I'll be the first to admit that American *Network*TV is less "edgy" than most mainstream BBC stuff but Starz isn't network TV. Let us also not forget that BBC America silenced use of the "F word" (and blurred out Capt Jack's bare butt). I'm not saying that those things necessarily make "Better" TV, but not having to live with those constraints is indicative of a level of artistic freedom that Network TV lacks.


----------



## danterner (Mar 4, 2005)

dtle said:


> First Prediction:
> 
> 
> Spoiler
> ...


(My spoilers below are not speculative. Rather, I've spoilerized my comments because they refer to things that have have actually happened in prior seasons of Torchwood, and I don't want to spoil that for anyone who may choose to watch back episodes).



Spoiler



I think that "aliens using us for food" may be a bit too similar to Children of Earth. Not the same, but a similar enough theme that I don't think Miracle Day would go there.
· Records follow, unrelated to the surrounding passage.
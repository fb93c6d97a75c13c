use std::fs::File;
use std::path::{Path, PathBuf};

use async_trait::async_trait;

use super::ReadAt;
use crate::error::{Error, Result};

/// Archive source backed by a file on the local filesystem.
pub struct LocalFileReader {
    file: File,
    path: PathBuf,
    size: u64,
}

impl LocalFileReader {
    pub fn new(path: &Path) -> Result<Self> {
        let file = File::open(path).map_err(|e| Error::fs(path, e))?;
        let size = file.metadata().map_err(|e| Error::fs(path, e))?.len();
        Ok(Self {
            file,
            path: path.to_path_buf(),
            size,
        })
    }

    pub fn path(&self) -> &Path {
        &self.path
    }
}

#[async_trait]
impl ReadAt for LocalFileReader {
    async fn read_at(&self, offset: u64, buf: &mut [u8]) -> Result<usize> {
        if offset >= self.size {
            return Ok(0);
        }

        #[cfg(unix)]
        {
            use std::os::unix::fs::FileExt;
            Ok(self.file.read_at(buf, offset)?)
        }

        #[cfg(windows)]
        {
            use std::os::windows::fs::FileExt;
            Ok(self.file.seek_read(buf, offset)?)
        }

        #[cfg(not(any(unix, windows)))]
        {
            use std::io::{Read, Seek, SeekFrom};
            let mut file = &self.file;
            file.seek(SeekFrom::Start(offset))?;
            Ok(file.read(buf)?)
        }
    }

    fn size(&self) -> u64 {
        self.size
    }
}

#[cfg(test)]
mod tests {
    use super::*;
    use std::io::Write;

    #[tokio::test]
    async fn reads_at_offsets_and_stops_at_end() {
        let mut tmp = tempfile::NamedTempFile::new().unwrap();
        tmp.write_all(b"0123456789").unwrap();

        let reader = LocalFileReader::new(tmp.path()).unwrap();
        assert_eq!(reader.size(), 10);

        let mut buf = [0u8; 4];
        reader.read_exact_at(3, &mut buf).await.unwrap();
        assert_eq!(&buf, b"3456");

        assert_eq!(reader.read_at(10, &mut buf).await.unwrap(), 0);
        assert!(matches!(
            reader.read_exact_at(8, &mut buf).await,
            Err(Error::InvalidArchive(_))
        ));
    }

    #[test]
    fn missing_file_reports_path() {
        let err = LocalFileReader::new(Path::new("/definitely/not/here.zip"))
            .err()
            .unwrap();
        assert!(err.is_not_found());
    }
}
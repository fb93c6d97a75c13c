//! Building archives from filesystem trees and unpacking them again.

use std::fs::Metadata;
use std::path::{Component, Path, PathBuf};
use std::sync::Arc;

use tokio::fs::{self, File};
use tokio::io::{AsyncWrite, AsyncWriteExt, BufWriter};
use walkdir::WalkDir;

use crate::error::{Error, Result};
use crate::io::LocalFileReader;
use crate::options::{WalkErrorPolicy, ZipOptions};
use crate::path::{dir_entry_name, file_entry_name};
use crate::zip::{DosDateTime, EntryOptions, ZipExtractor, ZipWriter, create_dir_all};

/// An archive being written to disk.
///
/// Created with [`create`](Self::create), filled with [`add`](Self::add),
/// finalized with [`close`](Self::close). An archive that is dropped without
/// being closed has no central directory and cannot be read back.
///
/// ```no_run
/// # async fn demo() -> rezip::Result<()> {
/// let mut archive = rezip::ZipBuilder::create("out/site.zip").await?;
/// archive.add("./public").await?;
/// archive.add("README.md").await?;
/// archive.close().await?;
///
/// rezip::unzip("out/site.zip", "restore").await?;
/// # Ok(())
/// # }
/// ```
pub struct ZipBuilder {
    path: PathBuf,
    writer: Option<ZipWriter<BufWriter<File>>>,
    options: ZipOptions,
    /// Identity of the output file, so a walk never feeds the archive into itself.
    output_id: Option<FileId>,
}

#[cfg(unix)]
type FileId = (u64, u64);
#[cfg(not(unix))]
type FileId = PathBuf;

impl ZipBuilder {
    /// Create (or truncate) the archive at `path` with default options.
    pub async fn create(path: impl AsRef<Path>) -> Result<Self> {
        Self::create_with(path, ZipOptions::default()).await
    }

    /// Create (or truncate) the archive at `path`, making missing parent
    /// directories with `options.dir_mode`.
    pub async fn create_with(path: impl AsRef<Path>, options: ZipOptions) -> Result<Self> {
        let path = path.as_ref();
        if let Some(parent) = path.parent() {
            if !parent.as_os_str().is_empty() {
                create_dir_all(parent, options.dir_mode).await?;
            }
        }

        let file = File::create(path).await.map_err(|e| Error::fs(path, e))?;
        let meta = file.metadata().await.map_err(|e| Error::fs(path, e))?;
        let output_id = file_id(path, &meta).await;
        log::debug!("creating archive {}", path.display());

        Ok(Self {
            path: path.to_path_buf(),
            writer: Some(ZipWriter::new(BufWriter::new(file))),
            options,
            output_id,
        })
    }

    pub fn path(&self) -> &Path {
        &self.path
    }

    pub fn options(&self) -> &ZipOptions {
        &self.options
    }

    pub fn is_closed(&self) -> bool {
        self.writer.is_none()
    }

    /// Entries written so far; 0 once closed.
    pub fn entry_count(&self) -> usize {
        self.writer.as_ref().map_or(0, ZipWriter::len)
    }

    /// Add a file, or a directory and everything below it.
    ///
    /// The source is stat'ed first (following symlinks); if that fails nothing
    /// is written and the archive stays usable. Directories are walked
    /// depth-first in file-name order. Every descendant directory becomes a
    /// directory entry; the top directory only gets one when nothing below it
    /// was added. The archive file itself is never added.
    ///
    /// Entry names come from the source path as given, so a source containing
    /// `..` is refused with [`Error::UnsafeEntryName`]: its entries could not
    /// be extracted again.
    pub async fn add(&mut self, source: impl AsRef<Path>) -> Result<()> {
        let source = source.as_ref();
        if self.writer.is_none() {
            return Err(Error::Closed);
        }
        if source.components().any(|c| c == Component::ParentDir) {
            return Err(Error::UnsafeEntryName(source.display().to_string()));
        }

        let meta = fs::metadata(source)
            .await
            .map_err(|e| Error::fs(source, e))?;

        if meta.is_dir() {
            self.add_tree(source).await
        } else if meta.is_file() {
            if self.is_output(source, &meta).await {
                log::warn!("skipping {}: it is the archive being written", source.display());
                return Ok(());
            }
            let file = File::open(source)
                .await
                .map_err(|e| Error::fs(source, e))?;
            self.add_file(source, file, &meta).await
        } else {
            Err(Error::Unsupported(format!(
                "{} is neither a regular file nor a directory",
                source.display()
            )))
        }
    }

    /// Finish the archive and close the file.
    ///
    /// Both steps always run; if both fail the errors come back together as
    /// [`Error::Multiple`]. Closing again is a no-op.
    pub async fn close(&mut self) -> Result<()> {
        let Some(writer) = self.writer.take() else {
            return Ok(());
        };

        let entries = finish_and_shutdown(writer, &self.path).await?;
        log::debug!("closed {} with {entries} entries", self.path.display());
        Ok(())
    }

    async fn add_tree(&mut self, root: &Path) -> Result<()> {
        let written_before = self.entry_count();

        for item in WalkDir::new(root).min_depth(1).sort_by_file_name() {
            let entry = match item {
                Ok(entry) => entry,
                Err(e) => {
                    self.walk_error(e.into())?;
                    continue;
                }
            };

            let path = entry.path();
            let file_type = entry.file_type();

            if file_type.is_dir() {
                match entry.metadata() {
                    Ok(meta) => self.add_dir(path, &meta).await?,
                    Err(e) => self.walk_error(e.into())?,
                }
            } else if file_type.is_file() || file_type.is_symlink() {
                // Symlinks are added by content when they point at a file
                let meta = match fs::metadata(path).await {
                    Ok(meta) => meta,
                    Err(e) => {
                        self.walk_error(Error::fs(path, e))?;
                        continue;
                    }
                };
                if !meta.is_file() {
                    log::warn!("skipping {}: link to a non-file", path.display());
                    continue;
                }
                if self.is_output(path, &meta).await {
                    log::debug!("skipping {}: it is the archive being written", path.display());
                    continue;
                }
                match File::open(path).await {
                    Ok(file) => self.add_file(path, file, &meta).await?,
                    Err(e) => self.walk_error(Error::fs(path, e))?,
                }
            } else {
                log::warn!("skipping {}: not a regular file", path.display());
            }
        }

        if self.entry_count() == written_before {
            let meta = fs::metadata(root).await.map_err(|e| Error::fs(root, e))?;
            self.add_dir(root, &meta).await?;
        }
        Ok(())
    }

    async fn add_dir(&mut self, path: &Path, meta: &Metadata) -> Result<()> {
        let Some(name) = dir_entry_name(path) else {
            return Ok(());
        };
        let writer = self.writer.as_mut().ok_or(Error::Closed)?;
        writer
            .add_directory(&name, modified(meta), permissions(meta, 0o755))
            .await
    }

    async fn add_file(&mut self, path: &Path, mut file: File, meta: &Metadata) -> Result<()> {
        let name = file_entry_name(path);
        let options = EntryOptions {
            method: self.options.compression,
            level: self.options.level,
            modified: modified(meta),
            permissions: permissions(meta, 0o644),
        };
        let writer = self.writer.as_mut().ok_or(Error::Closed)?;
        writer.add_entry(&name, &mut file, options).await?;
        Ok(())
    }

    async fn is_output(&self, path: &Path, meta: &Metadata) -> bool {
        match &self.output_id {
            Some(id) => file_id(path, meta).await.as_ref() == Some(id),
            None => false,
        }
    }

    fn walk_error(&self, err: Error) -> Result<()> {
        match self.options.walk_errors {
            WalkErrorPolicy::Abort => Err(err),
            WalkErrorPolicy::Skip => {
                log::warn!("skipping: {err}");
                Ok(())
            }
        }
    }
}

impl Drop for ZipBuilder {
    fn drop(&mut self) {
        if self.writer.is_some() {
            log::warn!(
                "{} dropped without close; it has no central directory",
                self.path.display()
            );
        }
    }
}

/// Finish `writer`, then shut its sink down, and return the entry count.
///
/// Both steps always run; if both fail the errors come back together as
/// [`Error::Multiple`].
async fn finish_and_shutdown<W>(mut writer: ZipWriter<W>, path: &Path) -> Result<usize>
where
    W: AsyncWrite + Unpin,
{
    let mut errors = Vec::new();
    if let Err(e) = writer.finish().await {
        errors.push(e);
    }
    let entries = writer.len();
    let mut sink = writer.into_inner();
    if let Err(e) = sink.shutdown().await {
        errors.push(Error::fs(path, e));
    }

    if errors.len() > 1 {
        return Err(Error::Multiple(errors));
    }
    match errors.pop() {
        Some(e) => Err(e),
        None => Ok(entries),
    }
}

/// Extract the archive at `archive` under `dest_root` with default options.
pub async fn unzip(archive: impl AsRef<Path>, dest_root: impl AsRef<Path>) -> Result<()> {
    unzip_with(archive, dest_root, &ZipOptions::default()).await
}

/// Extract the archive at `archive` under `dest_root`.
///
/// Nothing is created if the archive cannot be opened or its central
/// directory is malformed. Otherwise `dest_root` is created and entries are
/// written in archive order until the first failure.
pub async fn unzip_with(
    archive: impl AsRef<Path>,
    dest_root: impl AsRef<Path>,
    options: &ZipOptions,
) -> Result<()> {
    let reader = Arc::new(LocalFileReader::new(archive.as_ref())?);
    let written = ZipExtractor::new(reader)
        .with_dir_mode(options.dir_mode)
        .extract_all(dest_root.as_ref())
        .await?;
    log::debug!(
        "extracted {} entries from {}",
        written.len(),
        archive.as_ref().display()
    );
    Ok(())
}

fn modified(meta: &Metadata) -> DosDateTime {
    meta.modified()
        .map(DosDateTime::from_system_time)
        .unwrap_or_else(|_| DosDateTime::now())
}

#[cfg(unix)]
async fn file_id(_path: &Path, meta: &Metadata) -> Option<FileId> {
    use std::os::unix::fs::MetadataExt;
    Some((meta.dev(), meta.ino()))
}

#[cfg(not(unix))]
async fn file_id(path: &Path, _meta: &Metadata) -> Option<FileId> {
    fs::canonicalize(path).await.ok()
}

#[cfg(unix)]
fn permissions(meta: &Metadata, _default: u32) -> u32 {
    use std::os::unix::fs::PermissionsExt;
    meta.permissions().mode() & 0o7777
}

#[cfg(not(unix))]
fn permissions(meta: &Metadata, default: u32) -> u32 {
    if meta.permissions().readonly() {
        default & 0o555
    } else {
        default
    }
}

#[cfg(test)]
mod tests {
    use super::*;
    use std::io;
    use std::pin::Pin;
    use std::task::{Context, Poll};

    /// Sink whose shutdown always fails; writes fail too when `fail_writes`.
    struct BrokenSink {
        fail_writes: bool,
    }

    impl AsyncWrite for BrokenSink {
        fn poll_write(
            self: Pin<&mut Self>,
            _cx: &mut Context<'_>,
            buf: &[u8],
        ) -> Poll<io::Result<usize>> {
            if self.fail_writes {
                Poll::Ready(Err(io::Error::other("disk full")))
            } else {
                Poll::Ready(Ok(buf.len()))
            }
        }

        fn poll_flush(self: Pin<&mut Self>, _cx: &mut Context<'_>) -> Poll<io::Result<()>> {
            Poll::Ready(Ok(()))
        }

        fn poll_shutdown(self: Pin<&mut Self>, _cx: &mut Context<'_>) -> Poll<io::Result<()>> {
            Poll::Ready(Err(io::Error::other("close failed")))
        }
    }

    #[tokio::test]
    async fn close_reports_both_failures() {
        let writer = ZipWriter::new(BrokenSink { fail_writes: true });
        match finish_and_shutdown(writer, Path::new("out.zip")).await {
            Err(Error::Multiple(errors)) => {
                assert_eq!(errors.len(), 2);
                assert!(matches!(errors[0], Error::Io(_)));
                assert!(matches!(errors[1], Error::Fs { .. }));
            }
            other => panic!("expected two errors, got {other:?}"),
        }
    }

    #[tokio::test]
    async fn close_reports_a_single_failure_as_is() {
        let writer = ZipWriter::new(BrokenSink { fail_writes: false });
        let err = finish_and_shutdown(writer, Path::new("out.zip"))
            .await
            .unwrap_err();
        assert!(matches!(err, Error::Fs { .. }), "{err}");
    }
}
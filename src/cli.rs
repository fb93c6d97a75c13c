use clap::{Parser, Subcommand};

use crate::options::{WalkErrorPolicy, ZipOptions};
use crate::zip::CompressionMethod;

#[derive(Parser, Debug)]
#[command(name = "rezip")]
#[command(version)]
#[command(about = "Create and extract ZIP archives, local or over HTTP", long_about = None)]
#[command(after_help = "Examples:\n  \
  rezip create site.zip ./public README.md   pack a tree and a file\n  \
  rezip extract site.zip -d restore          unpack into ./restore\n  \
  rezip list -v https://example.com/a.zip    list a remote archive")]
pub struct Cli {
    /// Quiet mode (-qq => quieter)
    #[arg(short = 'q', global = true, action = clap::ArgAction::Count)]
    pub quiet: u8,

    #[command(subcommand)]
    pub command: Command,
}

#[derive(Subcommand, Debug)]
pub enum Command {
    /// Create an archive from files and directories
    Create {
        /// Archive to write (parent directories are created)
        #[arg(value_name = "ARCHIVE")]
        archive: String,

        /// Files or directories to add
        #[arg(value_name = "PATH", required = true)]
        paths: Vec<String>,

        /// Store only, no compression
        #[arg(short = '0')]
        store: bool,

        /// DEFLATE level (0-9)
        #[arg(long, value_name = "N", default_value_t = crate::options::DEFAULT_LEVEL)]
        level: u32,

        /// Skip entries that cannot be read instead of stopping
        #[arg(long)]
        skip_unreadable: bool,
    },

    /// Extract an archive
    Extract {
        /// ZIP file path or HTTP URL
        #[arg(value_name = "ARCHIVE")]
        archive: String,

        /// Extract files into exdir
        #[arg(short = 'd', value_name = "DIR", default_value = ".")]
        extract_dir: String,

        /// Extract files to pipe, no messages
        #[arg(short = 'p')]
        pipe: bool,
    },

    /// List archive contents
    List {
        /// ZIP file path or HTTP URL
        #[arg(value_name = "ARCHIVE")]
        archive: String,

        /// List verbosely
        #[arg(short = 'v')]
        verbose: bool,
    },
}

impl Cli {
    pub fn is_quiet(&self) -> bool {
        self.quiet > 0
    }

    pub fn is_very_quiet(&self) -> bool {
        self.quiet > 1
    }
}

impl Command {
    /// Options implied by the `create` flags; defaults for other commands.
    pub fn zip_options(&self) -> ZipOptions {
        match self {
            Command::Create {
                store,
                level,
                skip_unreadable,
                ..
            } => {
                let method = if *store {
                    CompressionMethod::Stored
                } else {
                    CompressionMethod::Deflate
                };
                let policy = if *skip_unreadable {
                    WalkErrorPolicy::Skip
                } else {
                    WalkErrorPolicy::Abort
                };
                ZipOptions::default()
                    .compression(method)
                    .level(*level)
                    .walk_errors(policy)
            }
            _ => ZipOptions::default(),
        }
    }
}

/// Whether an archive argument names a remote file.
pub fn is_http_url(archive: &str) -> bool {
    archive.starts_with("http://") || archive.starts_with("https://")
}
use std::path::{Path, PathBuf};
use std::sync::Arc;

use flate2::{Crc, Decompress, FlushDecompress, Status};
use tokio::fs;
use tokio::io::{AsyncWrite, AsyncWriteExt, BufWriter};

use crate::error::{Error, Result};
use crate::io::ReadAt;
use crate::options::DEFAULT_DIR_MODE;
use crate::path::entry_output_path;

use super::parser::ZipParser;
use super::structures::{CompressionMethod, ZipFileEntry};

const CHUNK_SIZE: usize = 64 * 1024;

/// ZIP file extractor
pub struct ZipExtractor<R: ReadAt> {
    parser: ZipParser<R>,
    dir_mode: u32,
}

impl<R: ReadAt> ZipExtractor<R> {
    pub fn new(reader: Arc<R>) -> Self {
        Self {
            parser: ZipParser::new(reader),
            dir_mode: DEFAULT_DIR_MODE,
        }
    }

    /// Mode for directories created during extraction (Unix only).
    pub fn with_dir_mode(mut self, mode: u32) -> Self {
        self.dir_mode = mode;
        self
    }

    /// List all entries in the archive
    pub async fn list_files(&self) -> Result<Vec<ZipFileEntry>> {
        self.parser.list_files().await
    }

    /// Stream an entry's uncompressed bytes into `writer`.
    ///
    /// The CRC-32 and length recorded in the archive are checked once the
    /// data has been written; a mismatch is an [`Error::InvalidArchive`].
    pub async fn copy_entry<W>(&self, entry: &ZipFileEntry, writer: &mut W) -> Result<u64>
    where
        W: AsyncWrite + Unpin + ?Sized,
    {
        if entry.is_encrypted() {
            return Err(Error::Unsupported(format!(
                "{} is encrypted",
                entry.file_name
            )));
        }
        if let CompressionMethod::Unknown(code) = entry.compression_method {
            return Err(Error::Unsupported(format!(
                "{} uses compression method {code}",
                entry.file_name
            )));
        }

        let mut offset = self.parser.get_data_offset(entry).await?;
        let mut remaining = entry.compressed_size;
        let mut input = vec![0u8; CHUNK_SIZE];
        let mut crc = Crc::new();
        let mut written = 0u64;

        match entry.compression_method {
            CompressionMethod::Deflate => {
                let mut inflater = Decompress::new(false);
                let mut output = vec![0u8; CHUNK_SIZE];
                let mut done = false;

                while !done {
                    let n = remaining.min(CHUNK_SIZE as u64) as usize;
                    self.parser
                        .reader()
                        .read_exact_at(offset, &mut input[..n])
                        .await?;
                    offset += n as u64;
                    remaining -= n as u64;

                    let flush = if remaining == 0 {
                        FlushDecompress::Finish
                    } else {
                        FlushDecompress::None
                    };
                    let mut chunk = &input[..n];
                    loop {
                        let (before_in, before_out) = (inflater.total_in(), inflater.total_out());
                        let status = inflater
                            .decompress(chunk, &mut output, flush)
                            .map_err(|e| {
                                Error::invalid(format!("{}: {e}", entry.file_name))
                            })?;
                        let consumed = (inflater.total_in() - before_in) as usize;
                        let produced = (inflater.total_out() - before_out) as usize;
                        chunk = &chunk[consumed..];

                        if produced > 0 {
                            crc.update(&output[..produced]);
                            writer.write_all(&output[..produced]).await?;
                            written += produced as u64;
                        }
                        if status == Status::StreamEnd {
                            done = true;
                            break;
                        }
                        // A full buffer may mean more output is pending
                        if produced == output.len() {
                            continue;
                        }
                        if chunk.is_empty() {
                            break;
                        }
                        if consumed == 0 && produced == 0 {
                            return Err(Error::invalid(format!(
                                "{}: corrupt compressed data",
                                entry.file_name
                            )));
                        }
                    }

                    if !done && remaining == 0 {
                        return Err(Error::invalid(format!(
                            "{}: compressed data ends early",
                            entry.file_name
                        )));
                    }
                }
            }
            _ => {
                while remaining > 0 {
                    let n = remaining.min(CHUNK_SIZE as u64) as usize;
                    self.parser
                        .reader()
                        .read_exact_at(offset, &mut input[..n])
                        .await?;
                    offset += n as u64;
                    remaining -= n as u64;

                    crc.update(&input[..n]);
                    writer.write_all(&input[..n]).await?;
                    written += n as u64;
                }
            }
        }

        if written != entry.uncompressed_size {
            return Err(Error::invalid(format!(
                "{}: expected {} bytes, got {written}",
                entry.file_name, entry.uncompressed_size
            )));
        }
        if crc.sum() != entry.crc32 {
            return Err(Error::invalid(format!(
                "{}: CRC mismatch (stored {:08x}, computed {:08x})",
                entry.file_name,
                entry.crc32,
                crc.sum()
            )));
        }

        Ok(written)
    }

    /// Recreate one entry under `dest_root` and return the path written.
    ///
    /// Directory entries become directories. File entries get their parent
    /// directories created, then their content streamed into a new file.
    pub async fn extract_entry(&self, entry: &ZipFileEntry, dest_root: &Path) -> Result<PathBuf> {
        let output_path = entry_output_path(dest_root, &entry.file_name)?;

        if entry.is_directory {
            create_dir_all(&output_path, self.dir_mode).await?;
            log::debug!("created {}", output_path.display());
            return Ok(output_path);
        }

        if let Some(parent) = output_path.parent() {
            if !parent.as_os_str().is_empty() {
                create_dir_all(parent, self.dir_mode).await?;
            }
        }

        let file = fs::File::create(&output_path)
            .await
            .map_err(|e| Error::fs(&output_path, e))?;
        let mut file = BufWriter::new(file);
        let written = self.copy_entry(entry, &mut file).await?;
        file.shutdown()
            .await
            .map_err(|e| Error::fs(&output_path, e))?;

        log::debug!("extracted {} ({written} bytes)", output_path.display());
        Ok(output_path)
    }

    /// Create `dest_root` (and its parents) with the extractor's directory mode.
    pub async fn create_root(&self, dest_root: &Path) -> Result<()> {
        create_dir_all(dest_root, self.dir_mode).await
    }

    /// Extract every entry, in archive order, under `dest_root`.
    ///
    /// The archive is listed before anything is created, so an unreadable
    /// archive leaves the filesystem untouched. After that the first failure
    /// stops extraction; entries already written stay on disk.
    pub async fn extract_all(&self, dest_root: &Path) -> Result<Vec<PathBuf>> {
        let entries = self.list_files().await?;

        self.create_root(dest_root).await?;

        let mut written = Vec::with_capacity(entries.len());
        for entry in &entries {
            written.push(self.extract_entry(entry, dest_root).await?);
        }
        Ok(written)
    }
}

/// `mkdir -p` with the given mode on Unix.
pub(crate) async fn create_dir_all(path: &Path, mode: u32) -> Result<()> {
    let mut builder = fs::DirBuilder::new();
    builder.recursive(true);
    #[cfg(unix)]
    builder.mode(mode);
    #[cfg(not(unix))]
    let _ = mode;
    builder
        .create(path)
        .await
        .map_err(|e| Error::fs(path, e))
}

#[cfg(test)]
mod tests {
    use super::*;
    use crate::zip::{DosDateTime, EntryOptions, FLAG_ENCRYPTED, ZipWriter};
    use async_trait::async_trait;

    struct Bytes(Vec<u8>);

    #[async_trait]
    impl ReadAt for Bytes {
        async fn read_at(&self, offset: u64, buf: &mut [u8]) -> Result<usize> {
            let data = self.0.get(offset as usize..).unwrap_or_default();
            let n = data.len().min(buf.len());
            buf[..n].copy_from_slice(&data[..n]);
            Ok(n)
        }

        fn size(&self) -> u64 {
            self.0.len() as u64
        }
    }

    async fn sample_archive() -> ZipExtractor<Bytes> {
        let mut writer = ZipWriter::new(Vec::new());
        writer
            .add_directory("a/b", DosDateTime::EPOCH, 0o755)
            .await
            .unwrap();
        writer
            .add_entry("a/b/f.txt", &mut &b"contents"[..], EntryOptions::default())
            .await
            .unwrap();
        writer.finish().await.unwrap();
        ZipExtractor::new(Arc::new(Bytes(writer.into_inner())))
    }

    #[tokio::test]
    async fn encrypted_entries_are_unsupported() {
        let extractor = sample_archive().await;
        let mut entry = extractor.list_files().await.unwrap().remove(1);
        entry.flags |= FLAG_ENCRYPTED;

        let err = extractor.copy_entry(&entry, &mut Vec::<u8>::new()).await.unwrap_err();
        assert!(matches!(err, Error::Unsupported(_)), "{err}");
    }

    #[tokio::test]
    async fn unknown_methods_are_unsupported() {
        let extractor = sample_archive().await;
        let mut entry = extractor.list_files().await.unwrap().remove(1);
        entry.compression_method = CompressionMethod::Unknown(14);

        let mut out: Vec<u8> = Vec::new();
        let err = extractor.copy_entry(&entry, &mut out).await.unwrap_err();
        assert!(matches!(err, Error::Unsupported(_)), "{err}");
        assert!(out.is_empty());
    }

    #[cfg(unix)]
    #[tokio::test]
    async fn extracted_directories_use_dir_mode() {
        use std::os::unix::fs::PermissionsExt;

        let tmp = tempfile::TempDir::new().unwrap();
        let dest = tmp.path().join("out");
        let extractor = sample_archive().await.with_dir_mode(0o700);
        extractor.extract_all(&dest).await.unwrap();

        for dir in [dest.clone(), dest.join("a"), dest.join("a/b")] {
            let mode = std::fs::metadata(&dir).unwrap().permissions().mode();
            assert_eq!(mode & 0o777, 0o700, "{}", dir.display());
        }
        assert_eq!(std::fs::read(dest.join("a/b/f.txt")).unwrap(), b"contents");
    }
}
My own speculation is that the events of Miracle Day may somehow be associated with the Risen Mitten and Life Knife. Seems like when brainstorming Miracle Day, someone in the writers' room said "Imagine a world filled with Owens..."

Both gloves were destroyed, but the show hasn't yet explored the circumstances surrounding their creation. Also, Faith is still around and about, occasionally visiting with Jack, right? I'm assuming the ageless fortune teller girl we saw in a couple of episodes, including Dead Man Walking (where she specifically spoke about the glove causing further complications), is Faith, the girl of legend who prevented Death taking his 13 victims the first time around.


----------



## Peter000 (Apr 15, 2002)

If I don't like Dr. Who, should I bother with Torchwood? Or is it different enough I may like it on it's own?


----------



## Rob Helmerichs (Oct 17, 2000)

Peter000 said:


> If I don't like Dr. Who, should I bother with Torchwood? Or is it different enough I may like it on it's own?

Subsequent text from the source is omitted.